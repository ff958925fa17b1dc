pub mod codes;
pub mod handlers;
pub mod responses;

pub use codes::ErrorCode;

use axum::{
    Json,
    extract::rejection::{JsonRejection, QueryRejection},
    http::StatusCode,
    response::{IntoResponse, Response},
};
use sea_orm::{DbErr, SqlErr};
use serde::Serialize;
use thiserror::Error;
use utoipa::ToSchema;
use validator::ValidationErrors;

/// Body of every error response.
///
/// ```json
/// { "error": "Order not found.", "code": "NOT_FOUND" }
/// ```
///
/// `error` is the human readable message the storefront shows as is.
#[derive(Debug, Serialize, ToSchema)]
pub struct ErrorResponse {
    pub error: String,
    pub code: ErrorCode,
    /// Field errors for validation failures
    #[serde(skip_serializing_if = "Option::is_none")]
    pub details: Option<serde_json::Value>,
}

/// Error type returned by handlers and converted into JSON responses.
///
/// Domain errors convert into this enum; 5xx variants log their cause and
/// answer with a generic message.
#[derive(Debug, Error)]
#[non_exhaustive]
pub enum AppError {
    #[error("Database error: {0}")]
    Database(#[from] DbErr),

    #[error("I/O error: {0}")]
    Io(#[from] std::io::Error),

    #[error("JSON extraction error: {0}")]
    JsonExtractorRejection(#[from] JsonRejection),

    #[error("Query extraction error: {0}")]
    QueryExtractorRejection(#[from] QueryRejection),

    #[error("Validation error: {0}")]
    ValidationError(#[from] ValidationErrors),

    #[error("Bad Request: {0}")]
    BadRequest(String),

    #[error("Unauthorized: {0}")]
    Unauthorized(String),

    #[error("Forbidden: {0}")]
    Forbidden(String),

    #[error("Not Found: {0}")]
    NotFound(String),

    #[error("Conflict: {0}")]
    Conflict(String),

    #[error("Unprocessable Entity: {0}")]
    UnprocessableEntity(String),

    #[error("Internal Server Error: {0}")]
    InternalServerError(String),

    #[error("Service Unavailable: {0}")]
    ServiceUnavailable(String),
}

impl AppError {
    pub fn status(&self) -> StatusCode {
        match self {
            AppError::Database(e) => map_db_error(e).0,
            AppError::Io(_) | AppError::InternalServerError(_) => {
                StatusCode::INTERNAL_SERVER_ERROR
            }
            AppError::JsonExtractorRejection(e) => e.status(),
            AppError::QueryExtractorRejection(_)
            | AppError::ValidationError(_)
            | AppError::BadRequest(_) => StatusCode::BAD_REQUEST,
            AppError::Unauthorized(_) => StatusCode::UNAUTHORIZED,
            AppError::Forbidden(_) => StatusCode::FORBIDDEN,
            AppError::NotFound(_) => StatusCode::NOT_FOUND,
            AppError::Conflict(_) => StatusCode::CONFLICT,
            AppError::UnprocessableEntity(_) => StatusCode::UNPROCESSABLE_ENTITY,
            AppError::ServiceUnavailable(_) => StatusCode::SERVICE_UNAVAILABLE,
        }
    }
}

impl IntoResponse for AppError {
    fn into_response(self) -> Response {
        let status = self.status();

        let (code, message, details) = match self {
            AppError::Database(e) => {
                let (_, code) = map_db_error(&e);
                if status.is_server_error() {
                    tracing::error!(error_code = code.code(), error = ?e, "Database error");
                } else {
                    tracing::info!(error_code = code.code(), error = %e, "Rejected by database constraint");
                }
                (code, code.default_message().to_string(), None)
            }
            AppError::Io(e) => {
                tracing::error!(error_code = ErrorCode::InternalError.code(), error = ?e, "I/O error");
                let code = ErrorCode::InternalError;
                (code, code.default_message().to_string(), None)
            }
            AppError::JsonExtractorRejection(e) => {
                tracing::warn!(error_code = ErrorCode::InvalidJson.code(), "JSON extraction error: {}", e);
                (ErrorCode::InvalidJson, e.body_text(), None)
            }
            AppError::QueryExtractorRejection(e) => {
                tracing::warn!(error_code = ErrorCode::InvalidQuery.code(), "Query extraction error: {}", e);
                (ErrorCode::InvalidQuery, e.body_text(), None)
            }
            AppError::ValidationError(e) => {
                tracing::info!(error_code = ErrorCode::ValidationError.code(), "Validation error: {}", e);
                let details = serde_json::to_value(&e).ok();
                (
                    ErrorCode::ValidationError,
                    ErrorCode::ValidationError.default_message().to_string(),
                    details,
                )
            }
            AppError::BadRequest(msg) => {
                tracing::info!("Bad request: {}", msg);
                (ErrorCode::BadRequest, msg, None)
            }
            AppError::Unauthorized(msg) => {
                tracing::info!("Unauthorized: {}", msg);
                (ErrorCode::Unauthorized, msg, None)
            }
            AppError::Forbidden(msg) => {
                tracing::info!("Forbidden: {}", msg);
                (ErrorCode::Forbidden, msg, None)
            }
            AppError::NotFound(msg) => {
                tracing::info!("Not found: {}", msg);
                (ErrorCode::NotFound, msg, None)
            }
            AppError::Conflict(msg) => {
                tracing::info!("Conflict: {}", msg);
                (ErrorCode::Conflict, msg, None)
            }
            AppError::UnprocessableEntity(msg) => {
                tracing::info!("Unprocessable entity: {}", msg);
                (ErrorCode::UnprocessableEntity, msg, None)
            }
            AppError::InternalServerError(msg) => {
                tracing::error!(error_code = ErrorCode::InternalError.code(), "Internal server error: {}", msg);
                let code = ErrorCode::InternalError;
                (code, code.default_message().to_string(), None)
            }
            AppError::ServiceUnavailable(msg) => {
                tracing::warn!("Service unavailable: {}", msg);
                let code = ErrorCode::ServiceUnavailable;
                (code, code.default_message().to_string(), None)
            }
        };

        let body = Json(ErrorResponse {
            error: message,
            code,
            details,
        });

        (status, body).into_response()
    }
}

/// Classifies SeaORM errors.
///
/// Constraint violations are the caller's fault; a pool that cannot hand
/// out a connection is reported as unavailable; everything else is a 500.
fn map_db_error(error: &DbErr) -> (StatusCode, ErrorCode) {
    match error.sql_err() {
        Some(SqlErr::UniqueConstraintViolation(_)) => {
            return (StatusCode::CONFLICT, ErrorCode::UniqueViolation);
        }
        Some(SqlErr::ForeignKeyConstraintViolation(_)) => {
            return (StatusCode::BAD_REQUEST, ErrorCode::ForeignKeyViolation);
        }
        _ => {}
    }

    match error {
        DbErr::ConnectionAcquire(_) => (
            StatusCode::SERVICE_UNAVAILABLE,
            ErrorCode::DatabaseUnavailable,
        ),
        DbErr::RecordNotFound(_) => (StatusCode::NOT_FOUND, ErrorCode::NotFound),
        _ => (StatusCode::INTERNAL_SERVER_ERROR, ErrorCode::DatabaseError),
    }
}

/// Build an error response without going through [`AppError`].
pub fn error_response(status: StatusCode, code: ErrorCode, message: impl Into<String>) -> Response {
    let body = Json(ErrorResponse {
        error: message.into(),
        code,
        details: None,
    });

    (status, body).into_response()
}
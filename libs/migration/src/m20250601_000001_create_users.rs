use crate::m20250601_000000_bootstrap::{drop_touch_trigger, touch_trigger};
use sea_orm_migration::{prelude::*, schema::*};

#[derive(DeriveMigrationName)]
pub struct Migration;

#[async_trait::async_trait]
impl MigrationTrait for Migration {
    async fn up(&self, manager: &SchemaManager) -> Result<(), DbErr> {
        manager
            .create_table(
                Table::create()
                    .table(Addresses::Table)
                    .if_not_exists()
                    .col(pk_uuid(Addresses::Id))
                    .col(string_len(Addresses::Country, 200))
                    .col(string_len(Addresses::State, 50).default(""))
                    .col(string_len(Addresses::City, 50))
                    .col(string_len(Addresses::PostalCode, 20))
                    .col(string_len(Addresses::Street, 50))
                    .col(string_len(Addresses::HouseNumber, 10))
                    .col(string_len(Addresses::AddressAddition, 200).default(""))
                    .col(
                        timestamp_with_time_zone(Addresses::CreatedAt)
                            .default(Expr::current_timestamp()),
                    )
                    .col(
                        timestamp_with_time_zone(Addresses::UpdatedAt)
                            .default(Expr::current_timestamp()),
                    )
                    .to_owned(),
            )
            .await?;

        manager
            .create_table(
                Table::create()
                    .table(Users::Table)
                    .if_not_exists()
                    .col(pk_uuid(Users::Id))
                    .col(string_len_uniq(Users::EmailAddress, 200))
                    .col(string(Users::Password))
                    .col(string_len(Users::FirstName, 100))
                    .col(string_len(Users::LastName, 100))
                    .col(boolean(Users::IsAdmin).default(false))
                    .col(uuid_null(Users::AddressId))
                    .col(
                        timestamp_with_time_zone(Users::CreatedAt)
                            .default(Expr::current_timestamp()),
                    )
                    .col(
                        timestamp_with_time_zone(Users::UpdatedAt)
                            .default(Expr::current_timestamp()),
                    )
                    .foreign_key(
                        ForeignKey::create()
                            .name("fk_users_address")
                            .from(Users::Table, Users::AddressId)
                            .to(Addresses::Table, Addresses::Id)
                            .on_delete(ForeignKeyAction::SetNull),
                    )
                    .to_owned(),
            )
            .await?;

        manager
            .create_index(
                Index::create()
                    .name("idx_users_created_at")
                    .table(Users::Table)
                    .col(Users::CreatedAt)
                    .to_owned(),
            )
            .await?;

        let db = manager.get_connection();
        db.execute_unprepared(&touch_trigger("addresses")).await?;
        db.execute_unprepared(&touch_trigger("users")).await?;

        Ok(())
    }

    async fn down(&self, manager: &SchemaManager) -> Result<(), DbErr> {
        let db = manager.get_connection();
        db.execute_unprepared(&drop_touch_trigger("users")).await?;
        db.execute_unprepared(&drop_touch_trigger("addresses")).await?;

        manager
            .drop_table(Table::drop().table(Users::Table).to_owned())
            .await?;
        manager
            .drop_table(Table::drop().table(Addresses::Table).to_owned())
            .await?;

        Ok(())
    }
}

#[derive(DeriveIden)]
pub(crate) enum Addresses {
    Table,
    Id,
    Country,
    State,
    City,
    PostalCode,
    Street,
    HouseNumber,
    AddressAddition,
    CreatedAt,
    UpdatedAt,
}

#[derive(DeriveIden)]
pub(crate) enum Users {
    Table,
    Id,
    EmailAddress,
    Password,
    FirstName,
    LastName,
    IsAdmin,
    AddressId,
    CreatedAt,
    UpdatedAt,
}
use axum::{
    Json, Router,
    extract::State,
    http::{HeaderMap, StatusCode},
    response::IntoResponse,
    routing::{get, patch},
};
use axum_helpers::{
    AdminUser, AppError, AppJson, AppQuery, AuditEvent, AuditOutcome, CurrentUser, UuidPath,
    ValidatedJson,
    errors::responses::{
        BadRequestResponse, BadRequestUuidResponse, BadRequestValidationResponse,
        ConflictResponse, ForbiddenResponse, InternalServerErrorResponse, NotFoundResponse,
        UnauthorizedResponse,
    },
};
use domain_payments::Payment;
use domain_users::Address;
use serde_json::json;
use std::sync::Arc;
use utoipa::OpenApi;

use crate::models::{
    CreateOrder, CreatedOrder, DeliveryStatus, Order, OrderCounts, OrderDetail, OrderFilter,
    OrderListResponse, OrderStatus, Shipping, UpdateDeliveryAddress, UpdateOrderPayment,
    UpdateOrderStatus, UpdateShipping,
};
use crate::repository::OrderRepository;
use crate::service::OrderService;

pub const TAG: &str = "orders";

/// OpenAPI documentation for the order endpoints
#[derive(OpenApi)]
#[openapi(
    paths(
        create_order,
        list_orders,
        my_orders,
        count_orders,
        get_order,
        cancel_order,
        update_status,
        update_shipping,
        update_address,
        update_payment
    ),
    components(
        schemas(
            CreateOrder,
            CreatedOrder,
            Order,
            OrderDetail,
            OrderListResponse,
            OrderCounts,
            OrderStatus,
            DeliveryStatus,
            Shipping,
            UpdateOrderStatus,
            UpdateShipping,
            UpdateDeliveryAddress,
            UpdateOrderPayment
        ),
        responses(
            NotFoundResponse,
            BadRequestResponse,
            BadRequestValidationResponse,
            BadRequestUuidResponse,
            ConflictResponse,
            ForbiddenResponse,
            UnauthorizedResponse,
            InternalServerErrorResponse
        )
    ),
    tags(
        (name = TAG, description = "Checkout and order administration")
    )
)]
pub struct ApiDoc;

type SharedService<R> = Arc<OrderService<R>>;

/// Create the order router
pub fn router<R: OrderRepository + 'static>(service: OrderService<R>) -> Router {
    Router::new()
        .route("/", get(list_orders).post(create_order))
        .route("/detail", get(my_orders))
        .route("/count", get(count_orders))
        .route("/{id}", get(get_order))
        .route("/{id}/cancel", patch(cancel_order))
        .route("/{id}/status", patch(update_status))
        .route("/{id}/shipping", patch(update_shipping))
        .route("/{id}/address", patch(update_address))
        .route("/{id}/payment", patch(update_payment))
        .with_state(Arc::new(service))
}

/// Place an order for the session user
#[utoipa::path(
    post,
    path = "",
    tag = TAG,
    request_body = CreateOrder,
    responses(
        (status = 201, description = "Order placed", body = CreatedOrder),
        (status = 400, response = BadRequestResponse),
        (status = 401, response = UnauthorizedResponse),
        (status = 404, response = NotFoundResponse),
        (status = 500, response = InternalServerErrorResponse)
    )
)]
async fn create_order<R: OrderRepository>(
    State(service): State<SharedService<R>>,
    caller: CurrentUser,
    headers: HeaderMap,
    ValidatedJson(input): ValidatedJson<CreateOrder>,
) -> Result<impl IntoResponse, AppError> {
    let lines = input.order_products.len();
    let created = service.create_order(Some(caller.id()), input).await?;

    AuditEvent::new(
        Some(caller.id()),
        "order.create",
        Some(format!("order:{}", created.id)),
        AuditOutcome::Success,
    )
    .with_headers(&headers)
    .with_details(json!({ "lines": lines }))
    .log();

    Ok((StatusCode::CREATED, Json(created)))
}

/// Search all orders
#[utoipa::path(
    get,
    path = "",
    tag = TAG,
    params(OrderFilter),
    responses(
        (status = 200, description = "One page of orders, newest first", body = OrderListResponse),
        (status = 401, response = UnauthorizedResponse),
        (status = 500, response = InternalServerErrorResponse)
    )
)]
async fn list_orders<R: OrderRepository>(
    State(service): State<SharedService<R>>,
    _admin: AdminUser,
    AppQuery(filter): AppQuery<OrderFilter>,
) -> Result<Json<OrderListResponse>, AppError> {
    Ok(Json(service.find_orders(filter).await?))
}

/// Orders of the session user
#[utoipa::path(
    get,
    path = "/detail",
    tag = TAG,
    responses(
        (status = 200, description = "Own orders with shipping, payment and lines", body = Vec<OrderDetail>),
        (status = 401, response = UnauthorizedResponse),
        (status = 500, response = InternalServerErrorResponse)
    )
)]
async fn my_orders<R: OrderRepository>(
    State(service): State<SharedService<R>>,
    caller: CurrentUser,
) -> Result<Json<Vec<OrderDetail>>, AppError> {
    Ok(Json(service.find_orders_by_user(caller.id()).await?))
}

/// Order counters for the dashboard
#[utoipa::path(
    get,
    path = "/count",
    tag = TAG,
    responses(
        (status = 200, description = "Total, finished and active orders", body = OrderCounts),
        (status = 401, response = UnauthorizedResponse),
        (status = 500, response = InternalServerErrorResponse)
    )
)]
async fn count_orders<R: OrderRepository>(
    State(service): State<SharedService<R>>,
    _admin: AdminUser,
) -> Result<Json<OrderCounts>, AppError> {
    Ok(Json(service.count_orders().await?))
}

/// One order with customer, shipping, payment and lines
#[utoipa::path(
    get,
    path = "/{id}",
    tag = TAG,
    params(
        ("id" = Uuid, Path, description = "Order ID")
    ),
    responses(
        (status = 200, description = "Order found", body = OrderDetail),
        (status = 400, response = BadRequestUuidResponse),
        (status = 401, response = UnauthorizedResponse),
        (status = 403, response = ForbiddenResponse),
        (status = 404, response = NotFoundResponse),
        (status = 500, response = InternalServerErrorResponse)
    )
)]
async fn get_order<R: OrderRepository>(
    State(service): State<SharedService<R>>,
    caller: CurrentUser,
    UuidPath(id): UuidPath,
) -> Result<Json<OrderDetail>, AppError> {
    let order = service.find_order(id).await?;
    caller.require_owner_or_admin(order.order.user_id)?;
    Ok(Json(order))
}

/// Cancel an own open or processing order
#[utoipa::path(
    patch,
    path = "/{id}/cancel",
    tag = TAG,
    params(
        ("id" = Uuid, Path, description = "Order ID")
    ),
    responses(
        (status = 200, description = "Order canceled", body = Order),
        (status = 400, response = BadRequestResponse),
        (status = 401, response = UnauthorizedResponse),
        (status = 404, response = NotFoundResponse),
        (status = 500, response = InternalServerErrorResponse)
    )
)]
async fn cancel_order<R: OrderRepository>(
    State(service): State<SharedService<R>>,
    caller: CurrentUser,
    headers: HeaderMap,
    UuidPath(id): UuidPath,
) -> Result<Json<Order>, AppError> {
    let order = service.cancel_order(id, caller.id()).await?;

    AuditEvent::new(
        Some(caller.id()),
        "order.cancel",
        Some(format!("order:{}", id)),
        AuditOutcome::Success,
    )
    .with_headers(&headers)
    .log();

    Ok(Json(order))
}

/// Set the status of an order
#[utoipa::path(
    patch,
    path = "/{id}/status",
    tag = TAG,
    params(
        ("id" = Uuid, Path, description = "Order ID")
    ),
    request_body = UpdateOrderStatus,
    responses(
        (status = 200, description = "Status updated", body = Order),
        (status = 400, response = BadRequestResponse),
        (status = 401, response = UnauthorizedResponse),
        (status = 404, response = NotFoundResponse),
        (status = 500, response = InternalServerErrorResponse)
    )
)]
async fn update_status<R: OrderRepository>(
    State(service): State<SharedService<R>>,
    admin: AdminUser,
    headers: HeaderMap,
    UuidPath(id): UuidPath,
    AppJson(input): AppJson<UpdateOrderStatus>,
) -> Result<Json<Order>, AppError> {
    let order = service.update_order_status(id, input).await?;

    AuditEvent::new(
        Some(admin.id()),
        "order.status",
        Some(format!("order:{}", id)),
        AuditOutcome::Success,
    )
    .with_headers(&headers)
    .with_details(json!({ "status": order.order_status }))
    .log();

    Ok(Json(order))
}

/// Change carrier, delivery status or dates of an order's shipping
#[utoipa::path(
    patch,
    path = "/{id}/shipping",
    tag = TAG,
    params(
        ("id" = Uuid, Path, description = "Order ID")
    ),
    request_body = UpdateShipping,
    responses(
        (status = 200, description = "Shipping updated", body = Shipping),
        (status = 400, response = BadRequestValidationResponse),
        (status = 401, response = UnauthorizedResponse),
        (status = 404, response = NotFoundResponse),
        (status = 500, response = InternalServerErrorResponse)
    )
)]
async fn update_shipping<R: OrderRepository>(
    State(service): State<SharedService<R>>,
    _admin: AdminUser,
    UuidPath(id): UuidPath,
    ValidatedJson(input): ValidatedJson<UpdateShipping>,
) -> Result<Json<Shipping>, AppError> {
    Ok(Json(service.update_order_shipping(id, input).await?))
}

/// Change the delivery address of an order
#[utoipa::path(
    patch,
    path = "/{id}/address",
    tag = TAG,
    params(
        ("id" = Uuid, Path, description = "Order ID")
    ),
    request_body = UpdateDeliveryAddress,
    responses(
        (status = 200, description = "Delivery address updated", body = Address),
        (status = 400, response = BadRequestValidationResponse),
        (status = 401, response = UnauthorizedResponse),
        (status = 404, response = NotFoundResponse),
        (status = 500, response = InternalServerErrorResponse)
    )
)]
async fn update_address<R: OrderRepository>(
    State(service): State<SharedService<R>>,
    _admin: AdminUser,
    UuidPath(id): UuidPath,
    ValidatedJson(input): ValidatedJson<UpdateDeliveryAddress>,
) -> Result<Json<Address>, AppError> {
    Ok(Json(service.update_order_delivery_address(id, input).await?))
}

/// Replace the payment an order was paid with
#[utoipa::path(
    patch,
    path = "/{id}/payment",
    tag = TAG,
    params(
        ("id" = Uuid, Path, description = "Order ID")
    ),
    request_body = UpdateOrderPayment,
    responses(
        (status = 200, description = "Payment replaced", body = Payment),
        (status = 400, response = BadRequestResponse),
        (status = 401, response = UnauthorizedResponse),
        (status = 404, response = NotFoundResponse),
        (status = 409, response = ConflictResponse),
        (status = 500, response = InternalServerErrorResponse)
    )
)]
async fn update_payment<R: OrderRepository>(
    State(service): State<SharedService<R>>,
    admin: AdminUser,
    headers: HeaderMap,
    UuidPath(id): UuidPath,
    ValidatedJson(input): ValidatedJson<UpdateOrderPayment>,
) -> Result<Json<Payment>, AppError> {
    let payment = service.update_order_payment(id, input).await?;

    AuditEvent::new(
        Some(admin.id()),
        "order.payment",
        Some(format!("order:{}", id)),
        AuditOutcome::Success,
    )
    .with_headers(&headers)
    .with_details(json!({ "option": payment.payment_option }))
    .log();

    Ok(Json(payment))
}
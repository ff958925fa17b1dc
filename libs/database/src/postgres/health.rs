use sea_orm::{ConnectionTrait, DatabaseBackend, DatabaseConnection, Statement};
use std::time::Instant;
use tracing::debug;

use crate::common::DatabaseError;

/// `SELECT 1` against the pool.
pub async fn check_health(db: &DatabaseConnection) -> Result<(), DatabaseError> {
    let stmt = Statement::from_string(DatabaseBackend::Postgres, "SELECT 1".to_owned());
    db.query_one_raw(stmt)
        .await
        .map_err(|e| DatabaseError::HealthCheckFailed(format!("PostgreSQL: {}", e)))?;

    debug!("PostgreSQL health check passed");
    Ok(())
}

#[derive(Debug, Clone)]
pub struct HealthStatus {
    pub healthy: bool,
    pub message: Option<String>,
    pub response_time_ms: u64,
}

impl HealthStatus {
    pub fn healthy(response_time_ms: u64) -> Self {
        Self {
            healthy: true,
            message: None,
            response_time_ms,
        }
    }

    pub fn unhealthy(message: String, response_time_ms: u64) -> Self {
        Self {
            healthy: false,
            message: Some(message),
            response_time_ms,
        }
    }
}

/// [`check_health`] plus the round trip time.
pub async fn check_health_detailed(db: &DatabaseConnection) -> HealthStatus {
    let start = Instant::now();
    let result = check_health(db).await;
    let elapsed = start.elapsed().as_millis() as u64;

    match result {
        Ok(()) => HealthStatus::healthy(elapsed),
        Err(e) => HealthStatus::unhealthy(e.to_string(), elapsed),
    }
}

#[cfg(test)]
mod tests {
    use super::*;

    #[test]
    fn test_health_status_constructors() {
        let ok = HealthStatus::healthy(3);
        assert!(ok.healthy);
        assert!(ok.message.is_none());

        let down = HealthStatus::unhealthy("connection refused".into(), 8000);
        assert!(!down.healthy);
        assert_eq!(down.message.as_deref(), Some("connection refused"));
        assert_eq!(down.response_time_ms, 8000);
    }
}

-------------------------

• **Work required**
Every line above that holds the string "EmailAddress" should be returned.

• **Answer for the task**
                    .col(string_len_uniq(Users::EmailAddress, 200))
    EmailAddress,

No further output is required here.